During today’s hearing, the accountability watchdog submitted a detailed record of Nawaz’s “moveable and immoveable properties” as had been earlier directed by the court.
Accountability judge Asghar Ali then ordered authorities to freeze the national and international bank accounts opened under the PML-N supremo’s name in a private Lahore bank.
Additionally, the court ordered that 1,650 canals of agricultural land in Lahore and 102 canals in Sheikhupura, owned by Nawaz, should also be seized, as well as his house in Murree.
Two tractors and the cars Nawaz allegedly obtained from the Toshakhana after paying 15 per cent of the price are also included among assets the court has ordered be seized.

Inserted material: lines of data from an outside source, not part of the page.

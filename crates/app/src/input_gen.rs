//! Sample input generation.
//!
//! When no input file is given we compress generated data whose symbol
//! distribution is skewed enough to make Huffman coding visible: English-like
//! text dominates, mixed with runs and a little noise.
//!
//! # Design
//!
//! Generated data has:
//! - Text-like sections drawn from English letter frequencies
//! - Runs of a single byte (very skewed)
//! - Small-alphabet sections (few distinct symbols)
//! - Random bytes (close to incompressible)

use rand::distributions::WeightedIndex;
use rand::prelude::Distribution;
use rand::{Rng, SeedableRng};
use rand_chacha::ChaCha8Rng;

/// Texts used by `huffcode demo` when none are given.
pub const DEMO_SAMPLES: [&str; 4] = [
    "There is a spectre haunting europe, the spectre of communism.",
    "The worker must have bread, but she must have roses, too.",
    "The history of all hitherto existing society is the history of class struggles. \
     Freeman and slave, patrician and plebeian, lord and serf, guildmaster and journeyman, \
     in a word, oppressor and oppressed, stood in constant opposition to one another, \
     carried on an uninterrupted, now hidden, now open fight, that each time ended, either \
     in the revolutionary reconstitution of society at large, or in the common ruin of the \
     contending classes.",
    "sphynx of black quartz judge my vow",
];

/// Letters with approximate per-mille English frequencies (space included).
const ENGLISH: [(u8, u32); 27] = [
    (b' ', 180),
    (b'e', 102),
    (b't', 75),
    (b'a', 65),
    (b'o', 62),
    (b'i', 57),
    (b'n', 57),
    (b's', 53),
    (b'h', 50),
    (b'r', 50),
    (b'd', 35),
    (b'l', 33),
    (b'u', 23),
    (b'c', 22),
    (b'm', 20),
    (b'w', 19),
    (b'f', 18),
    (b'g', 16),
    (b'y', 16),
    (b'p', 15),
    (b'b', 12),
    (b'v', 8),
    (b'k', 6),
    (b'j', 1),
    (b'x', 1),
    (b'q', 1),
    (b'z', 1),
];

/// Sections are at most this long before the generator picks a new kind.
const SECTION_BYTES: usize = 4096;

/// Generate sample data with a skewed symbol distribution.
///
/// # Arguments
/// - `seed`: random seed for determinism
/// - `size_bytes`: exact size of generated data
pub fn generate_sample_data(seed: u64, size_bytes: usize) -> Vec<u8> {
    let mut rng = ChaCha8Rng::seed_from_u64(seed);
    let mut data = Vec::with_capacity(size_bytes);

    while data.len() < size_bytes {
        let section = (size_bytes - data.len()).min(SECTION_BYTES);

        match rng.gen_range(0..10u8) {
            // 60% English-like text
            0..=5 => push_text(&mut rng, &mut data, section),

            // 20% runs of a single byte
            6..=7 => {
                let byte: u8 = rng.gen();
                let run = rng.gen_range(1..=section);
                data.extend(std::iter::repeat(byte).take(run));
            }

            // 10% small alphabet
            8 => {
                let alphabet = b"ACGT";
                for _ in 0..section {
                    data.push(alphabet[rng.gen_range(0..alphabet.len())]);
                }
            }

            // 10% random bytes
            _ => {
                for _ in 0..section {
                    data.push(rng.gen());
                }
            }
        }
    }

    data.truncate(size_bytes);
    data
}

/// Generate ASCII text drawn from English letter frequencies.
pub fn generate_sample_text(seed: u64, size_chars: usize) -> String {
    let mut rng = ChaCha8Rng::seed_from_u64(seed);
    let mut data = Vec::with_capacity(size_chars);
    push_text(&mut rng, &mut data, size_chars);
    // Every generated byte is ASCII
    data.into_iter().map(char::from).collect()
}

fn push_text(rng: &mut ChaCha8Rng, data: &mut Vec<u8>, count: usize) {
    // Weights are constant and all positive
    if let Ok(dist) = WeightedIndex::new(ENGLISH.iter().map(|&(_, w)| w)) {
        for _ in 0..count {
            data.push(ENGLISH[dist.sample(rng)].0);
        }
    }
}

#[cfg(test)]
mod tests {
    use super::*;

    #[test]
    fn test_generate_sample_data() {
        let data = generate_sample_data(42, 1000);
        assert_eq!(data.len(), 1000);
    }

    #[test]
    fn test_determinism() {
        assert_eq!(generate_sample_data(12345, 5000), generate_sample_data(12345, 5000));
        assert_eq!(generate_sample_text(7, 300), generate_sample_text(7, 300));
    }

    #[test]
    fn test_different_seeds() {
        assert_ne!(generate_sample_data(1, 1000), generate_sample_data(2, 1000));
    }

    #[test]
    fn test_various_sizes() {
        for size in [0, 1, 100, 1000, 10000, 100000] {
            assert_eq!(generate_sample_data(999, size).len(), size);
        }
    }

    #[test]
    fn test_text_is_skewed() {
        let text = generate_sample_text(3, 10_000);
        assert_eq!(text.chars().count(), 10_000);

        let spaces = text.chars().filter(|&c| c == ' ').count();
        let zeds = text.chars().filter(|&c| c == 'z').count();
        assert!(spaces > zeds * 10);
    }
}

The court had issued non-bailable arrest warrants for Nawaz in the case in June this year and in July directed the Foreign Office to execute the arrest warrants through the Pakistan High Commission in London.
Nawaz, through his counsel, had filed an appeal against the arrest warrants in the Islamabad High Court but withdrew it later. Earlier this month, the accountability court declared him a proclaimed offender.
The former prime minister has been in London for medical treatment since November last year. He left abroad after the court granted him bail in the Chaudhry Sugar Mills case and the Al Azizia reference (in which he was convicted for seven years).
Toshakhana reference
According to the reference, Nawaz, as well as former president and PPP co-chairperson Asif Ali Zardari, had obtained cars from Toshakhana by paying only 15 per cent of the price of the luxury vehicles.
It alleges that former premier Yousaf Raza Gillani facilitated the allotment of the vehicles to Zardari and Nawaz ‘dishonestly’ and ‘illegally’ relaxing the procedure for the acceptance and disposal of gifts vide a cabinet division memorandum of 2007.
According to a rule of Toshakhana, gifts/presents and other such materials received by persons to whom these rules apply shall be reported to the Cabinet Division, indicating the nature and estimated value of the gifts. There should not be any undue delay in reporting the receipt of such gifts and those receiving should deposit them with the government.